- **WHAT THE TASK ASKS**:
For each line below that contains the word "records", return that line.

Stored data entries

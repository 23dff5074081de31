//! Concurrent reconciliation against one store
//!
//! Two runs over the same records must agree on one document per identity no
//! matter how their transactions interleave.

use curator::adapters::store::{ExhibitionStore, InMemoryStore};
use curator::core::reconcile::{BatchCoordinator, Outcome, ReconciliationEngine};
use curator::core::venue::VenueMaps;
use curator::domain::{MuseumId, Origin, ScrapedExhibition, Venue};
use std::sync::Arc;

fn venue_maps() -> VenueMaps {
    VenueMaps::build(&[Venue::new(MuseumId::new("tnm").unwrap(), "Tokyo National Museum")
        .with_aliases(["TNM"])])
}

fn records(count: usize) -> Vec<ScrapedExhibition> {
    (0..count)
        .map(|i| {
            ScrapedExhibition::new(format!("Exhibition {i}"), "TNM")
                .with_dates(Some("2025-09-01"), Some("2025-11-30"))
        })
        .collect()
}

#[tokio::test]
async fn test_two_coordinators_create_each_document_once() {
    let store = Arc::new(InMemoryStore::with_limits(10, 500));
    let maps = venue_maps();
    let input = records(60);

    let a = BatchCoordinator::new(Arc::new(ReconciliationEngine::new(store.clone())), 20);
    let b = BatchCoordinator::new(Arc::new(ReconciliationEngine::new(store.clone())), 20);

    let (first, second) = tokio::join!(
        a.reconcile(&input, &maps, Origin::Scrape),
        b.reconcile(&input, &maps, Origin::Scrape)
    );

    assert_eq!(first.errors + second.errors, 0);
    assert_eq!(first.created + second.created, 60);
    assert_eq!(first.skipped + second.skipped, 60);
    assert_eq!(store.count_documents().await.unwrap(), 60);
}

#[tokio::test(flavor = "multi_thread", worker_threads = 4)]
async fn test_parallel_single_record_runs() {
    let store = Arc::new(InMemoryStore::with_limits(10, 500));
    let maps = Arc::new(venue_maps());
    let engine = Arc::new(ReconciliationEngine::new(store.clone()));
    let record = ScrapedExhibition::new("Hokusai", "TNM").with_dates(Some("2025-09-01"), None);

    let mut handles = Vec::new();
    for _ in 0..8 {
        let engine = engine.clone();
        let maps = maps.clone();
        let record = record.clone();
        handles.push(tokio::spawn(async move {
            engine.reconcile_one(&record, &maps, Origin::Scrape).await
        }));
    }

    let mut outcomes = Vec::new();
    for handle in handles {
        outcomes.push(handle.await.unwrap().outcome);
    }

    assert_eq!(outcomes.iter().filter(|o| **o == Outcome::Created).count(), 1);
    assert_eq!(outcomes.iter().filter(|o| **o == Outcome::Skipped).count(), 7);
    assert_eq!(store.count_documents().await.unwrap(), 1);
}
==
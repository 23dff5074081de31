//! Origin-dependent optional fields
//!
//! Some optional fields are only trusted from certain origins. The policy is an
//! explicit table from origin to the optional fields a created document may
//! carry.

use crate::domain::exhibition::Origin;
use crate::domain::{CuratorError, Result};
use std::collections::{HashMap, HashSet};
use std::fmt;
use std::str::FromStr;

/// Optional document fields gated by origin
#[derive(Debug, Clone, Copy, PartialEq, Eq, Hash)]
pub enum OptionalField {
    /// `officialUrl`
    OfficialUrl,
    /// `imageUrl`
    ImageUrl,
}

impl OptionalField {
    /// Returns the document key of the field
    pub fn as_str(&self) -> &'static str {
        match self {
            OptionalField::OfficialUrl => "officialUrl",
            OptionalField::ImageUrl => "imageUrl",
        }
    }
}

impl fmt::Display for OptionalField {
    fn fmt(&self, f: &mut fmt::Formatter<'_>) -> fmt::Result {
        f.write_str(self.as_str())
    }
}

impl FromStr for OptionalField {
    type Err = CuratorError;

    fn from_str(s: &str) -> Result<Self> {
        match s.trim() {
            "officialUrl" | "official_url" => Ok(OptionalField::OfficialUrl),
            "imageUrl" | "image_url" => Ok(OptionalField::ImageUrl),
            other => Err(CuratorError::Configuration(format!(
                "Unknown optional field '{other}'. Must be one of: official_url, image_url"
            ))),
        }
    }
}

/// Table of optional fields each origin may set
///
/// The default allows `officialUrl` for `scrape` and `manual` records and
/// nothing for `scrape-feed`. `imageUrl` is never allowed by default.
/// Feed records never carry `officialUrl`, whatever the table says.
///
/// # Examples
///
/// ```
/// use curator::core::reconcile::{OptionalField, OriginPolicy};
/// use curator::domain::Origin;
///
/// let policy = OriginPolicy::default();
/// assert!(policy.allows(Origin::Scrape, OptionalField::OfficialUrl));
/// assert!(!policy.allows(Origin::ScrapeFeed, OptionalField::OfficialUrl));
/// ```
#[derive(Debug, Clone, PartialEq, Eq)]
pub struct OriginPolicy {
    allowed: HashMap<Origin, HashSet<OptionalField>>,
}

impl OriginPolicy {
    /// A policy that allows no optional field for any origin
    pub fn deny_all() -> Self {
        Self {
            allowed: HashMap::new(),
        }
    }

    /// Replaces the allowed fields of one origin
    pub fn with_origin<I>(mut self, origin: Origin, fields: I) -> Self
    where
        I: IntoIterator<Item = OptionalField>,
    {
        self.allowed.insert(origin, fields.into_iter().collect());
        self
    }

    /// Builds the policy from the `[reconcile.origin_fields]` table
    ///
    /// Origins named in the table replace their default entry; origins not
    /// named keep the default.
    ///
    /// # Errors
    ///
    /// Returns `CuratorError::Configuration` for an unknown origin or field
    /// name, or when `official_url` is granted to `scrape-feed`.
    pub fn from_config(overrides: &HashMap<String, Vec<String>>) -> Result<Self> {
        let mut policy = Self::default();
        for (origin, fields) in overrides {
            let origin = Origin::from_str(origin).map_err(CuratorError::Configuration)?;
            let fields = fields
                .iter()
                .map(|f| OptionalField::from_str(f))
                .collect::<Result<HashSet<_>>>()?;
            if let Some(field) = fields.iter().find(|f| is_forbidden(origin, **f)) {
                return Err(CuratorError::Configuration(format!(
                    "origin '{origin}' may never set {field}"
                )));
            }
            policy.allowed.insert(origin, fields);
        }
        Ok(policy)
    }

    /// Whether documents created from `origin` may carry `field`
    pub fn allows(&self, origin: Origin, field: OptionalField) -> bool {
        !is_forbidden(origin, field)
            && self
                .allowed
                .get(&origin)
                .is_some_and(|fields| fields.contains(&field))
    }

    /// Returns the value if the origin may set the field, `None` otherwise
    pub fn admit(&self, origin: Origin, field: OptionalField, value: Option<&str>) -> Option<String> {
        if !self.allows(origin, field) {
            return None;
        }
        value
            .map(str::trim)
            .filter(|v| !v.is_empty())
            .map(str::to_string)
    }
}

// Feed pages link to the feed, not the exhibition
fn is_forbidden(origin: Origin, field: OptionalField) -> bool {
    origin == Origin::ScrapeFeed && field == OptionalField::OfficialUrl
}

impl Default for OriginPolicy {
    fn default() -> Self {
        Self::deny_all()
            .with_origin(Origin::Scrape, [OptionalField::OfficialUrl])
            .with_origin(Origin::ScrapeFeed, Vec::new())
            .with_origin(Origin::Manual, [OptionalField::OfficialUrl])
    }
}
* * *
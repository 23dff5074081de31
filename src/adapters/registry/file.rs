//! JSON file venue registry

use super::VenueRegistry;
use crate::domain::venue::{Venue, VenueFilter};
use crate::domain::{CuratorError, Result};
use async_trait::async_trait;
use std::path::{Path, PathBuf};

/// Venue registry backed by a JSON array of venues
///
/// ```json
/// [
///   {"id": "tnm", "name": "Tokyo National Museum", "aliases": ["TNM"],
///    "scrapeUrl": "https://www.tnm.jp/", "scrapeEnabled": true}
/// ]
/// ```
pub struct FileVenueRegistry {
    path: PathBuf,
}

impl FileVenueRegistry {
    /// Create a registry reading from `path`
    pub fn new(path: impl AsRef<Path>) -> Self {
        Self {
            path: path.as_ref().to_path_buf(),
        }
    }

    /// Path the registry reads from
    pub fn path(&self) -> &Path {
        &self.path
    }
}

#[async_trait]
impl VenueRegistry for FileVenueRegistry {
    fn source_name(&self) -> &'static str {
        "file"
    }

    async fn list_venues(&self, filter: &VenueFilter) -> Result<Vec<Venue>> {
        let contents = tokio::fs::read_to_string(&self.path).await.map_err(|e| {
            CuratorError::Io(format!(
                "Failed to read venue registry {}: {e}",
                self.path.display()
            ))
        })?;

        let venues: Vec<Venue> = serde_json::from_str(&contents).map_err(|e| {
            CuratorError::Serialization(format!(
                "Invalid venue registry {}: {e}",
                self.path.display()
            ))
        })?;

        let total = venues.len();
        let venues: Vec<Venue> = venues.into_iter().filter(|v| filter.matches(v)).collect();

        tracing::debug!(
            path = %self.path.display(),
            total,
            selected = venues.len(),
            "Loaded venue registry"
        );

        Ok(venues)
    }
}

- **REPLY**:
//! Two runs over the same records must agree on one document per identity no
fn records(count: usize) -> Vec<ScrapedExhibition> {
    let input = records(60);
/// The default allows `officialUrl` for `scrape` and `manual` records and
/// Feed records never carry `officialUrl`, whatever the table says.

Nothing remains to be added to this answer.